■ **EXERCISE OBJECTIVE**: Search the records for the word "struct" and report each line that has it.

■ **MATERIAL TO PROCESS**:
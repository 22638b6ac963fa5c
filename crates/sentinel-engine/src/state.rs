//! Per-request analysis state and the patches nodes produce

use std::collections::BTreeMap;
use std::fmt;

use serde::{Deserialize, Serialize};
use serde_json::{Map, Value};

use crate::data::{MarketSnapshot, NewsArticle};
use crate::decision::Decision;
use crate::portfolio::Holding;
use crate::resolver::Resolution;

/// Routing classification of a query
#[derive(Debug, Clone, Copy, PartialEq, Eq, Hash, Serialize, Deserialize)]
#[serde(rename_all = "SCREAMING_SNAKE_CASE")]
pub enum Intent {
    TickerAnalysis,
    PortfolioQa,
    HoldingsLookup,
    GenericChat,
}

impl Intent {
    pub fn as_str(self) -> &'static str {
        match self {
            Self::TickerAnalysis => "TICKER_ANALYSIS",
            Self::PortfolioQa => "PORTFOLIO_QA",
            Self::HoldingsLookup => "HOLDINGS_LOOKUP",
            Self::GenericChat => "GENERIC_CHAT",
        }
    }
}

impl fmt::Display for Intent {
    fn fmt(&self, f: &mut fmt::Formatter<'_>) -> fmt::Result {
        f.write_str(self.as_str())
    }
}

/// Everything the supervisor writes, decision plus the flat mirrors
#[derive(Debug, Clone, PartialEq, Default)]
pub struct SynthesisOutput {
    pub decision: Option<Decision>,
    pub recommendation: String,
    pub confidence: String,
    pub price_target: String,
    pub synthesis: String,
    pub risks: Vec<String>,
    pub catalysts: Vec<String>,
}

impl SynthesisOutput {
    /// Mirrors derived from a validated decision
    pub fn from_decision(decision: Decision) -> Self {
        Self {
            recommendation: decision.action.to_string(),
            confidence: decision.confidence.to_string(),
            price_target: decision.price_target.clone().unwrap_or_default(),
            synthesis: decision.thesis.clone(),
            risks: decision.risks.clone(),
            catalysts: decision.catalysts.clone(),
            decision: Some(decision),
        }
    }
}

/// Shared record threaded through the analysis graph for one request.
///
/// Gathered inputs are written once by ingestion. Each report has exactly
/// one writer. `messages`, `errors` and `timings` accumulate across nodes.
#[derive(Debug, Clone, PartialEq)]
pub struct AnalysisState {
    pub ticker: Option<String>,
    pub query: String,
    pub trace_id: String,
    pub intent: Intent,
    pub entity_resolution: Option<Resolution>,
    pub portfolio: Vec<Holding>,

    pub technical_indicators: BTreeMap<String, f64>,
    pub fundamentals: Map<String, Value>,
    pub stock_info: Map<String, Value>,
    pub news_articles: Vec<NewsArticle>,
    pub sentiment_scores: Map<String, Value>,
    pub position_context: Option<Holding>,

    pub technical_report: String,
    pub fundamental_report: String,
    pub sentiment_report: String,

    pub decision: Option<Decision>,
    pub recommendation: String,
    pub confidence: String,
    pub price_target: String,
    pub synthesis: String,
    pub risks: Vec<String>,
    pub catalysts: Vec<String>,

    pub messages: Vec<String>,
    pub errors: Vec<String>,
    pub timings: BTreeMap<String, f64>,
}

impl AnalysisState {
    /// Fresh state for an analysis of `ticker`
    pub fn new(ticker: impl Into<String>, query: impl Into<String>, trace_id: impl Into<String>) -> Self {
        Self {
            ticker: Some(ticker.into().to_uppercase()),
            query: query.into(),
            trace_id: trace_id.into(),
            intent: Intent::TickerAnalysis,
            entity_resolution: None,
            portfolio: Vec::new(),
            technical_indicators: BTreeMap::new(),
            fundamentals: Map::new(),
            stock_info: Map::new(),
            news_articles: Vec::new(),
            sentiment_scores: Map::new(),
            position_context: None,
            technical_report: String::new(),
            fundamental_report: String::new(),
            sentiment_report: String::new(),
            decision: None,
            recommendation: String::new(),
            confidence: String::new(),
            price_target: String::new(),
            synthesis: String::new(),
            risks: Vec::new(),
            catalysts: Vec::new(),
            messages: Vec::new(),
            errors: Vec::new(),
            timings: BTreeMap::new(),
        }
    }

    pub fn with_resolution(mut self, resolution: Resolution) -> Self {
        self.intent = resolution.intent;
        self.entity_resolution = Some(resolution);
        self
    }

    pub fn with_portfolio(mut self, portfolio: Vec<Holding>) -> Self {
        self.portfolio = portfolio;
        self
    }

    /// Ticker in scope, empty when none
    pub fn symbol(&self) -> &str {
        self.ticker.as_deref().unwrap_or_default()
    }

    /// Merge a node patch: overwrite owned fields, append accumulators
    pub fn apply(&mut self, patch: StatePatch) {
        if let Some(snapshot) = patch.snapshot {
            self.technical_indicators = snapshot.technical_indicators;
            self.fundamentals = snapshot.fundamentals;
            self.stock_info = snapshot.stock_info;
            self.news_articles = snapshot.news_articles;
            self.sentiment_scores = snapshot.sentiment_scores;
        }
        if let Some(position) = patch.position_context {
            self.position_context = Some(position);
        }
        if let Some(report) = patch.technical_report {
            self.technical_report = report;
        }
        if let Some(report) = patch.fundamental_report {
            self.fundamental_report = report;
        }
        if let Some(report) = patch.sentiment_report {
            self.sentiment_report = report;
        }
        if let Some(output) = patch.synthesis {
            self.decision = output.decision;
            self.recommendation = output.recommendation;
            self.confidence = output.confidence;
            self.price_target = output.price_target;
            self.synthesis = output.synthesis;
            self.risks = output.risks;
            self.catalysts = output.catalysts;
        }
        self.messages.extend(patch.messages);
        self.errors.extend(patch.errors);
        self.timings.extend(patch.timings);
    }
}

/// The subset of state a node produces
#[derive(Debug, Clone, PartialEq, Default)]
pub struct StatePatch {
    pub snapshot: Option<MarketSnapshot>,
    pub position_context: Option<Holding>,
    pub technical_report: Option<String>,
    pub fundamental_report: Option<String>,
    pub sentiment_report: Option<String>,
    pub synthesis: Option<SynthesisOutput>,
    pub messages: Vec<String>,
    pub errors: Vec<String>,
    pub timings: BTreeMap<String, f64>,
}

impl StatePatch {
    pub fn gathered(snapshot: MarketSnapshot, position_context: Option<Holding>) -> Self {
        Self {
            snapshot: Some(snapshot),
            position_context,
            ..Self::default()
        }
    }

    pub fn technical(report: impl Into<String>) -> Self {
        Self {
            technical_report: Some(report.into()),
            ..Self::default()
        }
    }

    pub fn fundamental(report: impl Into<String>) -> Self {
        Self {
            fundamental_report: Some(report.into()),
            ..Self::default()
        }
    }

    pub fn sentiment(report: impl Into<String>) -> Self {
        Self {
            sentiment_report: Some(report.into()),
            ..Self::default()
        }
    }

    pub fn synthesized(output: SynthesisOutput) -> Self {
        Self {
            synthesis: Some(output),
            ..Self::default()
        }
    }

    pub fn with_message(mut self, message: impl Into<String>) -> Self {
        self.messages.push(message.into());
        self
    }

    pub fn with_error(mut self, error: impl Into<String>) -> Self {
        self.errors.push(error.into());
        self
    }

    pub fn with_timing(mut self, stage: impl Into<String>, seconds: f64) -> Self {
        self.timings.insert(stage.into(), seconds);
        self
    }
}

#[cfg(test)]
mod tests {
    use super::*;
    use crate::decision::{Action, Confidence};

    fn decision() -> Decision {
        Decision {
            action: Action::Sell,
            confidence: Confidence::Medium,
            price_target: None,
            time_horizon: Some("1-3 months".to_string()),
            thesis: "Momentum rolled over.".to_string(),
            risks: vec!["Short squeeze".to_string()],
            catalysts: vec![],
            position_sizing: None,
            key_metrics: vec![],
            sources_used: vec![],
            verdict_reasoning: None,
        }
    }

    #[test]
    fn test_new_uppercases_ticker() {
        let state = AnalysisState::new("aapl", "q", "t-1");
        assert_eq!(state.symbol(), "AAPL");
        assert_eq!(state.intent, Intent::TickerAnalysis);
    }

    #[test]
    fn test_apply_overwrites_owned_and_appends_accumulators() {
        let mut state = AnalysisState::new("AAPL", "q", "t-1");
        state.apply(
            StatePatch::technical("first")
                .with_message("one")
                .with_timing("technical_analysis", 1.0),
        );
        state.apply(
            StatePatch::technical("second")
                .with_message("two")
                .with_error("boom")
                .with_timing("fundamental_analysis", 2.0),
        );

        assert_eq!(state.technical_report, "second");
        assert_eq!(state.messages, vec!["one", "two"]);
        assert_eq!(state.errors, vec!["boom"]);
        assert_eq!(state.timings.len(), 2);
        assert!(state.fundamental_report.is_empty());
    }

    #[test]
    fn test_mirrors_follow_decision() {
        let output = SynthesisOutput::from_decision(decision());
        assert_eq!(output.recommendation, "SELL");
        assert_eq!(output.confidence, "MEDIUM");
        assert_eq!(output.price_target, "");
        assert_eq!(output.synthesis, "Momentum rolled over.");

        let mut state = AnalysisState::new("TSLA", "q", "t");
        state.apply(StatePatch::synthesized(output));
        assert_eq!(state.decision, Some(decision()));
        assert_eq!(state.risks, vec!["Short squeeze"]);
    }

    #[test]
    fn test_intent_wire_format() {
        assert_eq!(
            serde_json::to_string(&Intent::PortfolioQa).unwrap(),
            "\"PORTFOLIO_QA\""
        );
        let intent: Intent = serde_json::from_str("\"HOLDINGS_LOOKUP\"").unwrap();
        assert_eq!(intent, Intent::HoldingsLookup);
    }
}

■ **SOLUTION TO THIS TASK**:
pub struct SynthesisOutput {
pub struct AnalysisState {
pub struct StatePatch {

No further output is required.